Our new member Dr. H Liu, a pioneer in the field of subunit vaccines (made of protein or sugar fragments), recently developed a novel nanoparticle-based method to direct the hitchhike of vaccine molecule to lymph nodes (Ref). The procedure involves albumin which consists of "binding pockets" to catch fatty molecules that are specifically enriched in lymph nodes. In the initial experiment to prove the concept, Dr. H Liu and colleagues created a series of vaccines that targeted certain diseases, such as cervical cancer and melanoma, in mice and found that each vaccine made a large population of memory T cells that were specific to the viral or tumor peptide.
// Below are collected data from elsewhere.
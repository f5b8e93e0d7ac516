use crate::config::Config;
use crate::core::traits::PinReader;
use crate::dispatch::{self, load_commands};
use crate::error::{GitshuError, Result};
use crate::install::{ArchiveUnpacker, Installer};
use crate::lifecycle::{Lifecycle, RequestState};
use crate::models::{ANY, LATEST};
use crate::pin::{find_pin, write_pin, FilePinReader};
use crate::registry::NpmRegistry;
use crate::resolver::Resolver;
use crate::store::VersionStore;
use crate::utils::{expand_path, print_info, print_success, print_warning};
use clap::{Parser, Subcommand};
use colored::*;
use std::path::{Path, PathBuf};
use std::sync::Arc;
use tracing::debug;

#[derive(Parser, Debug)]
#[command(name = "gitshu")]
#[command(about = "GitShu version manager", long_about = None)]
#[command(version)]
#[command(disable_help_subcommand = true, arg_required_else_help = true)]
pub struct Cli {
    #[command(subcommand)]
    command: Commands,

    /// Specify GitShu version to use
    #[arg(short = 'v', long = "gitshu", value_name = "VERSION", global = true)]
    pub gitshu: Option<String>,

    /// Enable verbose error
    #[arg(short, long, global = true)]
    pub debug: bool,

    #[arg(skip)]
    config: Option<Config>,
}

#[derive(Subcommand, Debug)]
enum Commands {
    /// List installed versions
    #[command(name = "versions")]
    Versions,

    /// Print current version to use in the current directory
    #[command(name = "versions:print")]
    Print,

    /// List available versions in the registry
    #[command(name = "versions:available")]
    Available,

    /// Force install a specific version of GitShu
    #[command(name = "versions:install")]
    Install {
        /// Version or tag to install (default: latest)
        version: Option<String>,
    },

    /// Link a version to a local folder
    #[command(name = "versions:link")]
    Link {
        /// Folder to link (default: current directory)
        folder: Option<String>,

        /// Version to link (default: latest)
        version: Option<String>,
    },

    /// Remove the version link of a local folder
    #[command(name = "versions:unlink")]
    Unlink {
        /// Linked folder (default: current directory)
        folder: Option<String>,
    },

    /// Create a tag pointing to an installed version
    #[command(name = "versions:alias")]
    Alias {
        /// Tag name (e.g. stable)
        name: String,

        /// Version to alias (default: latest)
        version: Option<String>,
    },

    /// Pin a version for the current directory, or show the pin in effect
    #[command(name = "versions:pin")]
    Pin {
        /// Version to pin (omit to show the current pin)
        version: Option<String>,
    },

    /// Uninstall a specific version of GitShu
    #[command(name = "versions:uninstall")]
    Uninstall {
        /// Version or tag to uninstall
        version: String,
    },

    /// Update to the latest version of GitShu
    #[command(name = "versions:update")]
    Update {
        /// Registry tag to follow (default: tag of the latest installed version)
        tag: Option<String>,
    },

    /// List commands for a specific version of GitShu
    Help,

    /// Run a command with a specific GitShu version
    #[command(external_subcommand)]
    Run(Vec<String>),
}

impl Cli {
    pub fn with_config(mut self, config: Config) -> Self {
        self.config = Some(config);
        self
    }

    fn config(&self) -> Result<&Config> {
        self.config
            .as_ref()
            .ok_or_else(|| GitshuError::ConfigError("configuration not loaded".to_string()))
    }

    fn installer(&self) -> Result<Installer> {
        let config = self.config()?;
        let registry = NpmRegistry::new(config)?;

        Ok(Installer::new(
            VersionStore::new(config),
            Arc::new(registry),
            Arc::new(ArchiveUnpacker),
        ))
    }

    fn cwd() -> Result<PathBuf> {
        Ok(std::env::current_dir()?)
    }

    pub async fn run(&self, lifecycle: &mut Lifecycle) -> Result<()> {
        let installer = self.installer()?;

        match &self.command {
            Commands::Versions => self.versions(&installer),
            Commands::Print => self.print(&installer, lifecycle).await,
            Commands::Available => self.available(&installer).await,
            Commands::Install { version } => {
                lifecycle.advance(RequestState::Installing);
                let version = version.as_deref().unwrap_or(ANY);
                let installed = installer.install(version).await?;
                println!();
                print_success(&format!("GitShu {} has been installed", installed));
                Ok(())
            }
            Commands::Link { folder, version } => {
                lifecycle.advance(RequestState::Installing);
                let cwd = Self::cwd()?;
                let folder = folder
                    .as_deref()
                    .map(|f| expand_path(f, &cwd))
                    .unwrap_or(cwd);
                let version = version.as_deref().unwrap_or(LATEST);
                let linked = installer.link(version, &folder).await?;
                println!();
                print_success(&format!(
                    "GitShu {} point to {}",
                    linked.label(),
                    folder.display()
                ));
                Ok(())
            }
            Commands::Unlink { folder } => {
                let cwd = Self::cwd()?;
                let folder = folder
                    .as_deref()
                    .map(|f| expand_path(f, &cwd))
                    .unwrap_or(cwd);
                let removed = installer.unlink(&folder)?;
                print_success(&format!(
                    "{} no longer points to GitShu {}",
                    folder.display(),
                    removed.version
                ));
                Ok(())
            }
            Commands::Alias { name, version } => {
                lifecycle.advance(RequestState::Installing);
                let version = version.as_deref().unwrap_or(LATEST);
                let linked = installer.link_tag(version, name).await?;
                print_success(&format!("Set tag '{}' to GitShu {}", name, linked.version));
                Ok(())
            }
            Commands::Pin { version } => self.pin(&installer, version.as_deref()),
            Commands::Uninstall { version } => {
                let removed = installer.uninstall(version)?;
                println!();
                print_success(&format!("GitShu {} has been uninstalled", removed));
                Ok(())
            }
            Commands::Update { tag } => {
                lifecycle.advance(RequestState::Installing);
                match installer.update(tag.as_deref()).await? {
                    Some(version) => {
                        println!();
                        print_success(&format!("GitShu has been updated to {}", version));
                    }
                    None => println!("No update found!"),
                }
                Ok(())
            }
            Commands::Help => self.help(&installer, lifecycle).await,
            Commands::Run(argv) => self.exec(&installer, argv, lifecycle).await,
        }
    }

    fn versions(&self, installer: &Installer) -> Result<()> {
        let versions = installer.store().list();

        if versions.is_empty() {
            println!("There is no versions installed");
            println!(
                "You can install the latest version using: \"{}\"",
                "gitshu versions:install latest".cyan()
            );
            return Ok(());
        }

        println!("{}", "GitShu Versions Installed:".green().bold());
        println!();

        for descriptor in versions {
            let marker = if descriptor.latest {
                "*".green().bold()
            } else {
                " ".normal()
            };

            let text = match &descriptor.link {
                Some(link) => format!(
                    "{} (-> {} = {})",
                    descriptor.tag,
                    link.display(),
                    descriptor.version
                ),
                None if descriptor.tag != descriptor.version => {
                    format!("{} (-> {})", descriptor.tag, descriptor.version)
                }
                None => descriptor.tag.clone(),
            };

            println!("    {} {}", marker, text.cyan());
        }
        println!();

        Ok(())
    }

    async fn print(&self, installer: &Installer, lifecycle: &mut Lifecycle) -> Result<()> {
        let cwd = Self::cwd()?;
        let resolver = Resolver::new(installer, &FilePinReader, &cwd);
        let descriptor = resolver.resolve(self.gitshu.as_deref(), lifecycle).await?;

        if descriptor.tag != descriptor.version {
            println!(
                "GitShu version is {} ({})",
                descriptor.tag.cyan(),
                descriptor.version
            );
        } else {
            println!("GitShu version is {}", descriptor.version.cyan());
        }

        Ok(())
    }

    async fn available(&self, installer: &Installer) -> Result<()> {
        print_info("Fetching available GitShu versions...");
        let available = installer.available().await?;

        println!("{}", "Available GitShu Versions:".green().bold());
        println!();
        println!("     {}", available.versions.join(", "));
        println!();
        println!("{}", "Tags:".green().bold());
        println!();
        for (tag, version) in &available.tags {
            println!("     {} : {}", tag.cyan(), version);
        }
        println!();

        Ok(())
    }

    fn pin(&self, installer: &Installer, version: Option<&str>) -> Result<()> {
        let cwd = Self::cwd()?;

        match version {
            Some(version) => {
                let descriptor = installer.store().find(version)?;
                let path = write_pin(&cwd, version)?;
                print_success(&format!(
                    "Pinned GitShu {} for {}",
                    descriptor.label(),
                    cwd.display()
                ));
                println!("  Created {}", path.display().to_string().dimmed());
            }
            None => match find_pin(&FilePinReader, &cwd)? {
                Some((dir, specifier)) => {
                    println!(
                        "{} {} (from {})",
                        "Pinned GitShu version:".green().bold(),
                        specifier.cyan(),
                        dir.display()
                    );
                }
                None => {
                    print_warning("No version pinned for this directory");
                    println!("\n{}", "Pin a version:".yellow());
                    println!("  gitshu versions:pin <version>");
                }
            },
        }

        Ok(())
    }

    async fn help(&self, installer: &Installer, lifecycle: &mut Lifecycle) -> Result<()> {
        let cwd = Self::cwd()?;
        let resolver = Resolver::new(installer, &FilePinReader, &cwd);
        let descriptor = resolver.ensure(self.gitshu.as_deref(), lifecycle).await?;

        let table = load_commands(&descriptor)?;
        lifecycle.advance(RequestState::Dispatching);
        if table.is_empty() {
            print_warning(&format!("GitShu {} exposes no commands", descriptor.version));
            return Ok(());
        }
        print!("{}", dispatch::help(&table));
        Ok(())
    }

    async fn exec(
        &self,
        installer: &Installer,
        argv: &[String],
        lifecycle: &mut Lifecycle,
    ) -> Result<()> {
        let cwd = Self::cwd()?;
        run_external(
            installer,
            &FilePinReader,
            &cwd,
            self.gitshu.as_deref(),
            argv,
            lifecycle,
        )
        .await
    }
}

/// Failure to report for a clap parse error; `None` for `--help` and `--version`
pub fn usage_failure(error: &clap::Error) -> Option<GitshuError> {
    use clap::error::ErrorKind;

    match error.kind() {
        ErrorKind::DisplayHelp | ErrorKind::DisplayVersion => None,
        _ => Some(GitshuError::InvalidArguments(error.kind().to_string())),
    }
}

/// Resolve a version and run `argv[0]` from it with the rest of `argv`
async fn run_external(
    installer: &Installer,
    pins: &dyn PinReader,
    cwd: &Path,
    global: Option<&str>,
    argv: &[String],
    lifecycle: &mut Lifecycle,
) -> Result<()> {
    let (name, rest) = argv
        .split_first()
        .ok_or_else(|| GitshuError::UnknownCommand {
            name: String::new(),
            available: Vec::new(),
        })?;

    let (trailing, forwarded) = take_version_flag(rest);
    let explicit = global.map(str::to_string).or(trailing);

    let resolver = Resolver::new(installer, pins, cwd);
    let descriptor = resolver.ensure(explicit.as_deref(), lifecycle).await?;
    debug!("Running {} with GitShu {}", name, descriptor.version);

    let table = load_commands(&descriptor)?;
    lifecycle.advance(RequestState::Dispatching);
    let result = dispatch::exec_argv(&table, name, &forwarded).await?;
    debug!("{} finished: {}", name, result);

    Ok(())
}

/// `--gitshu <v>` after the command name belongs to the manager, not the command
fn take_version_flag(argv: &[String]) -> (Option<String>, Vec<String>) {
    let mut version = None;
    let mut forwarded = Vec::with_capacity(argv.len());
    let mut iter = argv.iter();

    while let Some(arg) = iter.next() {
        if arg == "--" {
            forwarded.push(arg.clone());
            forwarded.extend(iter.by_ref().cloned());
            break;
        }

        if let Some(value) = arg.strip_prefix("--gitshu=") {
            version = Some(value.to_string());
        } else if arg == "--gitshu" {
            match iter.next() {
                Some(value) => version = Some(value.clone()),
                None => forwarded.push(arg.clone()),
            }
        } else {
            forwarded.push(arg.clone());
        }
    }

    (version, forwarded)
}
Compared with the peptide antigens alone, the albumin-targeted vaccines triggered immune responses that were five to 10 times stronger.

Inflammation, from innate immune response to tumor response or side effects for radiation therapy, is known to promote tumor progression and comprise cancer treatment. In collaboration with Dr. S Gadgeel and other colleagues, Dr. G Hillman studies the effects of soy isoflavones to decrease or prevent the inflammation associated with lung cancer radiation therapy (ref), and showed that when given pre- and postradiation in an animal model, soy isoflavones protected the lungs against adverse effects of radiation including skin injury, hair loss, increased breathing rates, inflammation, pneumonitis and fibrosis. This study provided intriguing evidence for a radioprotective effect of soy, which is otherwise nontoxic. Currently, there is an investigator-initiated clinical trial at KCI to test whether soy isoflavones can radically improve the effectiveness of the radiation treatment for inoperable non-small cell lung cancer.